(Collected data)
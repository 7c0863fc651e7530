//! Remote post list
//!
//! The network client and cache live outside this crate behind
//! [`ListRepository`]. [`PostFeed`] holds what the list screen shows and
//! makes sure only the newest fetch decides it.

use serde::{Deserialize, Serialize};

/// A post from the remote list
#[derive(Debug, Clone, PartialEq, Eq, Serialize, Deserialize)]
#[serde(rename_all = "camelCase")]
pub struct Post {
    pub id: u32,
    pub user_id: u32,
    pub title: String,
    pub body: String,
}

/// Fetch failures, with messages fit for the UI
#[derive(Debug, Clone, PartialEq, Eq, thiserror::Error)]
pub enum NetworkError {
    #[error("Invalid URL")]
    InvalidUrl,

    #[error("Invalid server response")]
    InvalidResponse,

    #[error("HTTP error: {0}")]
    HttpError(u16),

    #[error("Decoding error: {0}")]
    Decoding(String),

    #[error("No internet connection")]
    NoConnection,
}

/// Remote list source with an offline cache
pub trait ListRepository {
    fn fetch_list(&self) -> Result<Vec<Post>, NetworkError>;
    fn cached_list(&self) -> Option<Vec<Post>>;
    fn cache_list(&self, posts: &[Post]);
}

/// What the list screen shows
#[derive(Debug, Clone, PartialEq, Eq, Default)]
pub enum PostListState {
    #[default]
    Idle,
    Loading,
    Loaded(Vec<Post>),
    /// Cached posts shown because the network failed
    Offline(Vec<Post>),
    Error(String),
}

impl PostListState {
    pub fn posts(&self) -> &[Post] {
        match self {
            PostListState::Loaded(posts) | PostListState::Offline(posts) => posts,
            _ => &[],
        }
    }

    pub fn is_loading(&self) -> bool {
        matches!(self, PostListState::Loading)
    }

    pub fn is_offline(&self) -> bool {
        matches!(self, PostListState::Offline(_))
    }

    pub fn error_message(&self) -> Option<&str> {
        match self {
            PostListState::Error(message) => Some(message.as_str()),
            _ => None,
        }
    }
}

/// Identifies one fetch; only the latest ticket may update the feed
#[derive(Debug, Clone, Copy, PartialEq, Eq)]
pub struct RefreshTicket(u64);

/// List state plus fetch reconciliation
#[derive(Debug, Default)]
pub struct PostFeed {
    state: PostListState,
    generation: u64,
    refreshing: bool,
}

impl PostFeed {
    pub fn new() -> Self {
        Self::default()
    }

    pub fn state(&self) -> &PostListState {
        &self.state
    }

    pub fn is_refreshing(&self) -> bool {
        self.refreshing
    }

    /// Nothing to show and nothing wrong
    pub fn show_empty_state(&self) -> bool {
        !self.state.is_loading() && self.state.posts().is_empty() && self.state.error_message().is_none()
    }

    /// Show cached posts before the first fetch
    pub fn load_cached_if_idle(&mut self, repo: &dyn ListRepository) {
        if self.state != PostListState::Idle {
            return;
        }
        if let Some(posts) = repo.cached_list().filter(|p| !p.is_empty()) {
            self.state = PostListState::Offline(posts);
        }
    }

    /// Start a fetch. Any ticket issued earlier becomes stale.
    pub fn begin_refresh(&mut self) -> RefreshTicket {
        self.generation += 1;
        self.refreshing = true;
        if self.state.posts().is_empty() {
            self.state = PostListState::Loading;
        }
        RefreshTicket(self.generation)
    }

    /// Apply a fetch result. Returns false if the ticket was stale.
    ///
    /// Success is cached and shown. On failure, posts already on screen are
    /// kept; otherwise cached posts are shown offline, or the error.
    pub fn complete(
        &mut self,
        ticket: RefreshTicket,
        result: Result<Vec<Post>, NetworkError>,
        repo: &dyn ListRepository,
    ) -> bool {
        if ticket.0 != self.generation {
            log::debug!("Dropping stale fetch result {:?}", ticket);
            return false;
        }
        self.refreshing = false;

        match result {
            Ok(posts) => {
                log::info!("Fetched {} posts", posts.len());
                repo.cache_list(&posts);
                self.state = PostListState::Loaded(posts);
            }
            Err(e) => {
                log::warn!("Post fetch failed: {}", e);
                if !self.state.posts().is_empty() {
                    return true;
                }
                self.state = match repo.cached_list().filter(|p| !p.is_empty()) {
                    Some(cached) => PostListState::Offline(cached),
                    None => PostListState::Error(e.to_string()),
                };
            }
        }
        true
    }

    /// Fetch synchronously and apply the result
    pub fn refresh(&mut self, repo: &dyn ListRepository) {
        let ticket = self.begin_refresh();
        let result = repo.fetch_list();
        self.complete(ticket, result, repo);
    }
}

Description of the task:
Find "struct" in the preceding records. Copy each line that holds it.

Your response:
pub struct Post {
pub struct RefreshTicket(u64);
pub struct PostFeed {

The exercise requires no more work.